### Directions
Write the data below out in full, exactly as it stands.

### Data excerpts
↓↓↓
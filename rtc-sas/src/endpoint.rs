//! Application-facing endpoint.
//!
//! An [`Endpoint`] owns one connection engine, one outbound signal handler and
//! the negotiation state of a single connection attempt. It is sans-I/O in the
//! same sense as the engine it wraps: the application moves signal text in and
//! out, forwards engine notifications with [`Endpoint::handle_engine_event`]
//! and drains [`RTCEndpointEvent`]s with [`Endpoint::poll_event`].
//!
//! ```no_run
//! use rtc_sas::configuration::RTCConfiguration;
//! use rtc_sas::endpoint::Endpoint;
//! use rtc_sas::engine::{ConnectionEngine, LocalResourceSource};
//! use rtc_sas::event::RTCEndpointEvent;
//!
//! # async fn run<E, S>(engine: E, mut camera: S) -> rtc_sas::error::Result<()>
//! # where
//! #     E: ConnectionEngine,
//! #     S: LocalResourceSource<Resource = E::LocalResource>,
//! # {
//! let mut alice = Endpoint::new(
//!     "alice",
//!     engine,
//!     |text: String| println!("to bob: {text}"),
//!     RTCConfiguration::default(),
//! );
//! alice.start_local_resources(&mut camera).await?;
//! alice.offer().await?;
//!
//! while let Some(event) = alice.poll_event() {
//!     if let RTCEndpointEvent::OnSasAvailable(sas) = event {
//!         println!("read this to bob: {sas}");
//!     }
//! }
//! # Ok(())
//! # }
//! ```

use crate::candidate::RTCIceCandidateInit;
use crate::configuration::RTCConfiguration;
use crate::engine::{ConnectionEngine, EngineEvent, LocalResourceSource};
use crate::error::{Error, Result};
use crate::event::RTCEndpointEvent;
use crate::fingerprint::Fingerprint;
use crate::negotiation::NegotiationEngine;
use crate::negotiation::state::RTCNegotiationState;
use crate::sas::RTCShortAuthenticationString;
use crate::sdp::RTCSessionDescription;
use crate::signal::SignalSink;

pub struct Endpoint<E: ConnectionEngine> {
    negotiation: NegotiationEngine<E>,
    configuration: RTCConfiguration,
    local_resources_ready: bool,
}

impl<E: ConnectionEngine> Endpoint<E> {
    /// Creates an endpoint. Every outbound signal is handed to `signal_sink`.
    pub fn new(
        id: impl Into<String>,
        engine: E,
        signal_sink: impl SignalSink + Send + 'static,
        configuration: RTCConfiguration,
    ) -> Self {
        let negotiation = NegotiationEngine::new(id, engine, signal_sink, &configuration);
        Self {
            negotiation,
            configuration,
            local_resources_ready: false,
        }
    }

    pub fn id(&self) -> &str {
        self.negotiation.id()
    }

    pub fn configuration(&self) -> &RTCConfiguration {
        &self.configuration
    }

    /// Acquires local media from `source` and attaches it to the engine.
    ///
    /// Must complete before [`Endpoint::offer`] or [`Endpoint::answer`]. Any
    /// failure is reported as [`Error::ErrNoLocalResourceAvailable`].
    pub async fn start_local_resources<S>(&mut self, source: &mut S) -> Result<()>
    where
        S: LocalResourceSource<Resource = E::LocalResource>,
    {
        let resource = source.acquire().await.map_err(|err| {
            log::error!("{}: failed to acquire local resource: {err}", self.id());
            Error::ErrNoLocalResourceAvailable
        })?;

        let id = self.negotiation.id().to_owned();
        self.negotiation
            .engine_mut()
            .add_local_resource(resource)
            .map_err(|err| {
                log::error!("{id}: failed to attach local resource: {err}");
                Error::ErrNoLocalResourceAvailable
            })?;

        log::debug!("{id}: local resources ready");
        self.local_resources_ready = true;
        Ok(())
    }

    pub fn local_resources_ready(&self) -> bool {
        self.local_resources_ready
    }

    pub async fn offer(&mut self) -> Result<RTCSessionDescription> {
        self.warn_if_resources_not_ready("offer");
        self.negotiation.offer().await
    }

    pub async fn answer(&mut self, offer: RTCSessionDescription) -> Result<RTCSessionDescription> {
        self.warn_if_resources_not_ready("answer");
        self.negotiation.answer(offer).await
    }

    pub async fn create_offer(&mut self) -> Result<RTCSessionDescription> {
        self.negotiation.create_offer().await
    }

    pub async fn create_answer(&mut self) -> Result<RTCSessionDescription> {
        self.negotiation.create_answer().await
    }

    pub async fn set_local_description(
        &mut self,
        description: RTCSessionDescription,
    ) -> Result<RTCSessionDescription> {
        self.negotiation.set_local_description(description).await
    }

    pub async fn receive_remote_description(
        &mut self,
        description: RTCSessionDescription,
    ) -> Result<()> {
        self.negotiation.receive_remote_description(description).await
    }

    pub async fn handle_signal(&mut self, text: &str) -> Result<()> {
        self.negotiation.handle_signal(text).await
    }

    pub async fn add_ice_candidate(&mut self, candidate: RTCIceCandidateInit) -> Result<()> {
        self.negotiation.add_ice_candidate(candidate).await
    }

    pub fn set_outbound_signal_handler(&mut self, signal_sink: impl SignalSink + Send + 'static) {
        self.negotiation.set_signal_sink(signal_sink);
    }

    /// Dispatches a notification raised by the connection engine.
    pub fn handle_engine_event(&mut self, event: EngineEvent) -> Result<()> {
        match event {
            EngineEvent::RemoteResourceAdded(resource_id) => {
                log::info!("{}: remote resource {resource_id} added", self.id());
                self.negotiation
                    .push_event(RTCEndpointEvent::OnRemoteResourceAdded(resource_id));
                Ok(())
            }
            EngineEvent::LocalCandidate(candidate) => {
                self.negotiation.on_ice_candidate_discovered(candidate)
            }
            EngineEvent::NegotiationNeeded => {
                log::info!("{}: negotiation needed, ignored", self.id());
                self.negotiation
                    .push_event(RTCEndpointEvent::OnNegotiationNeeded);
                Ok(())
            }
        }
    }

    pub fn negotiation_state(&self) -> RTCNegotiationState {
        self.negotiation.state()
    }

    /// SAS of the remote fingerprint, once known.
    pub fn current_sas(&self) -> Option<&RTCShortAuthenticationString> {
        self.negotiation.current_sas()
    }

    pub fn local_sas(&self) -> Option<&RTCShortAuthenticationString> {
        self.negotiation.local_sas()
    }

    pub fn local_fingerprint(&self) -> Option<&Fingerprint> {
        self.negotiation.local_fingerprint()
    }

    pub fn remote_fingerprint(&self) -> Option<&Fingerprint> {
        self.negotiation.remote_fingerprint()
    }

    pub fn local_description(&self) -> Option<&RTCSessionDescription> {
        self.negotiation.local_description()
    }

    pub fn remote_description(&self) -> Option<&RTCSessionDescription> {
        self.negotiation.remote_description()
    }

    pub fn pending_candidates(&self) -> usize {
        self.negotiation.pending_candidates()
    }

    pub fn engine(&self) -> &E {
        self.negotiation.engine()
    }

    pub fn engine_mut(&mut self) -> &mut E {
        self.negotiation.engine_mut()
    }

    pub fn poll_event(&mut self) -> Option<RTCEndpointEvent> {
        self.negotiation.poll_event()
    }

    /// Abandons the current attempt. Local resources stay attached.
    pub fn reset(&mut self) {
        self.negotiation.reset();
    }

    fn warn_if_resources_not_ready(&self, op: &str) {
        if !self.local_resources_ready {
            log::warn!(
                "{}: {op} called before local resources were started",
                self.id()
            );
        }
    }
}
↑↑↑
### Answer below
filename rtc-sas/src/endpoint.rs
//! Application-facing endpoint.
//!
//! An [`Endpoint`] owns one connection engine, one outbound signal handler and
//! the negotiation state of a single connection attempt. It is sans-I/O in the
//! same sense as the engine it wraps: the application moves signal text in and
//! out, forwards engine notifications with [`Endpoint::handle_engine_event`]
//! and drains [`RTCEndpointEvent`]s with [`Endpoint::poll_event`].
//!
//! ```no_run
//! use rtc_sas::configuration::RTCConfiguration;
//! use rtc_sas::endpoint::Endpoint;
//! use rtc_sas::engine::{ConnectionEngine, LocalResourceSource};
//! use rtc_sas::event::RTCEndpointEvent;
//!
//! # async fn run<E, S>(engine: E, mut camera: S) -> rtc_sas::error::Result<()>
//! # where
//! #     E: ConnectionEngine,
//! #     S: LocalResourceSource<Resource = E::LocalResource>,
//! # {
//! let mut alice = Endpoint::new(
//!     "alice",
//!     engine,
//!     |text: String| println!("to bob: {text}"),
//!     RTCConfiguration::default(),
//! );
//! alice.start_local_resources(&mut camera).await?;
//! alice.offer().await?;
//!
//! while let Some(event) = alice.poll_event() {
//!     if let RTCEndpointEvent::OnSasAvailable(sas) = event {
//!         println!("read this to bob: {sas}");
//!     }
//! }
//! # Ok(())
//! # }
//! ```

use crate::candidate::RTCIceCandidateInit;
use crate::configuration::RTCConfiguration;
use crate::engine::{ConnectionEngine, EngineEvent, LocalResourceSource};
use crate::error::{Error, Result};
use crate::event::RTCEndpointEvent;
use crate::fingerprint::Fingerprint;
use crate::negotiation::NegotiationEngine;
use crate::negotiation::state::RTCNegotiationState;
use crate::sas::RTCShortAuthenticationString;
use crate::sdp::RTCSessionDescription;
use crate::signal::SignalSink;

pub struct Endpoint<E: ConnectionEngine> {
    negotiation: NegotiationEngine<E>,
    configuration: RTCConfiguration,
    local_resources_ready: bool,
}

impl<E: ConnectionEngine> Endpoint<E> {
    /// Creates an endpoint. Every outbound signal is handed to `signal_sink`.
    pub fn new(
        id: impl Into<String>,
        engine: E,
        signal_sink: impl SignalSink + Send + 'static,
        configuration: RTCConfiguration,
    ) -> Self {
        let negotiation = NegotiationEngine::new(id, engine, signal_sink, &configuration);
        Self {
            negotiation,
            configuration,
            local_resources_ready: false,
        }
    }

    pub fn id(&self) -> &str {
        self.negotiation.id()
    }

    pub fn configuration(&self) -> &RTCConfiguration {
        &self.configuration
    }

    /// Acquires local media from `source` and attaches it to the engine.
    ///
    /// Must complete before [`Endpoint::offer`] or [`Endpoint::answer`]. Any
    /// failure is reported as [`Error::ErrNoLocalResourceAvailable`].
    pub async fn start_local_resources<S>(&mut self, source: &mut S) -> Result<()>
    where
        S: LocalResourceSource<Resource = E::LocalResource>,
    {
        let resource = source.acquire().await.map_err(|err| {
            log::error!("{}: failed to acquire local resource: {err}", self.id());
            Error::ErrNoLocalResourceAvailable
        })?;

        let id = self.negotiation.id().to_owned();
        self.negotiation
            .engine_mut()
            .add_local_resource(resource)
            .map_err(|err| {
                log::error!("{id}: failed to attach local resource: {err}");
                Error::ErrNoLocalResourceAvailable
            })?;

        log::debug!("{id}: local resources ready");
        self.local_resources_ready = true;
        Ok(())
    }

    pub fn local_resources_ready(&self) -> bool {
        self.local_resources_ready
    }

    pub async fn offer(&mut self) -> Result<RTCSessionDescription> {
        self.warn_if_resources_not_ready("offer");
        self.negotiation.offer().await
    }

    pub async fn answer(&mut self, offer: RTCSessionDescription) -> Result<RTCSessionDescription> {
        self.warn_if_resources_not_ready("answer");
        self.negotiation.answer(offer).await
    }

    pub async fn create_offer(&mut self) -> Result<RTCSessionDescription> {
        self.negotiation.create_offer().await
    }

    pub async fn create_answer(&mut self) -> Result<RTCSessionDescription> {
        self.negotiation.create_answer().await
    }

    pub async fn set_local_description(
        &mut self,
        description: RTCSessionDescription,
    ) -> Result<RTCSessionDescription> {
        self.negotiation.set_local_description(description).await
    }

    pub async fn receive_remote_description(
        &mut self,
        description: RTCSessionDescription,
    ) -> Result<()> {
        self.negotiation.receive_remote_description(description).await
    }

    pub async fn handle_signal(&mut self, text: &str) -> Result<()> {
        self.negotiation.handle_signal(text).await
    }

    pub async fn add_ice_candidate(&mut self, candidate: RTCIceCandidateInit) -> Result<()> {
        self.negotiation.add_ice_candidate(candidate).await
    }

    pub fn set_outbound_signal_handler(&mut self, signal_sink: impl SignalSink + Send + 'static) {
        self.negotiation.set_signal_sink(signal_sink);
    }

    /// Dispatches a notification raised by the connection engine.
    pub fn handle_engine_event(&mut self, event: EngineEvent) -> Result<()> {
        match event {
            EngineEvent::RemoteResourceAdded(resource_id) => {
                log::info!("{}: remote resource {resource_id} added", self.id());
                self.negotiation
                    .push_event(RTCEndpointEvent::OnRemoteResourceAdded(resource_id));
                Ok(())
            }
            EngineEvent::LocalCandidate(candidate) => {
                self.negotiation.on_ice_candidate_discovered(candidate)
            }
            EngineEvent::NegotiationNeeded => {
                log::info!("{}: negotiation needed, ignored", self.id());
                self.negotiation
                    .push_event(RTCEndpointEvent::OnNegotiationNeeded);
                Ok(())
            }
        }
    }

    pub fn negotiation_state(&self) -> RTCNegotiationState {
        self.negotiation.state()
    }

    /// SAS of the remote fingerprint, once known.
    pub fn current_sas(&self) -> Option<&RTCShortAuthenticationString> {
        self.negotiation.current_sas()
    }

    pub fn local_sas(&self) -> Option<&RTCShortAuthenticationString> {
        self.negotiation.local_sas()
    }

    pub fn local_fingerprint(&self) -> Option<&Fingerprint> {
        self.negotiation.local_fingerprint()
    }

    pub fn remote_fingerprint(&self) -> Option<&Fingerprint> {
        self.negotiation.remote_fingerprint()
    }

    pub fn local_description(&self) -> Option<&RTCSessionDescription> {
        self.negotiation.local_description()
    }

    pub fn remote_description(&self) -> Option<&RTCSessionDescription> {
        self.negotiation.remote_description()
    }

    pub fn pending_candidates(&self) -> usize {
        self.negotiation.pending_candidates()
    }

    pub fn engine(&self) -> &E {
        self.negotiation.engine()
    }

    pub fn engine_mut(&mut self) -> &mut E {
        self.negotiation.engine_mut()
    }

    pub fn poll_event(&mut self) -> Option<RTCEndpointEvent> {
        self.negotiation.poll_event()
    }

    /// Abandons the current attempt. Local resources stay attached.
    pub fn reset(&mut self) {
        self.negotiation.reset();
    }

    fn warn_if_resources_not_ready(&self, op: &str) {
        if !self.local_resources_ready {
            log::warn!(
                "{}: {op} called before local resources were started",
                self.id()
            );
        }
    }
}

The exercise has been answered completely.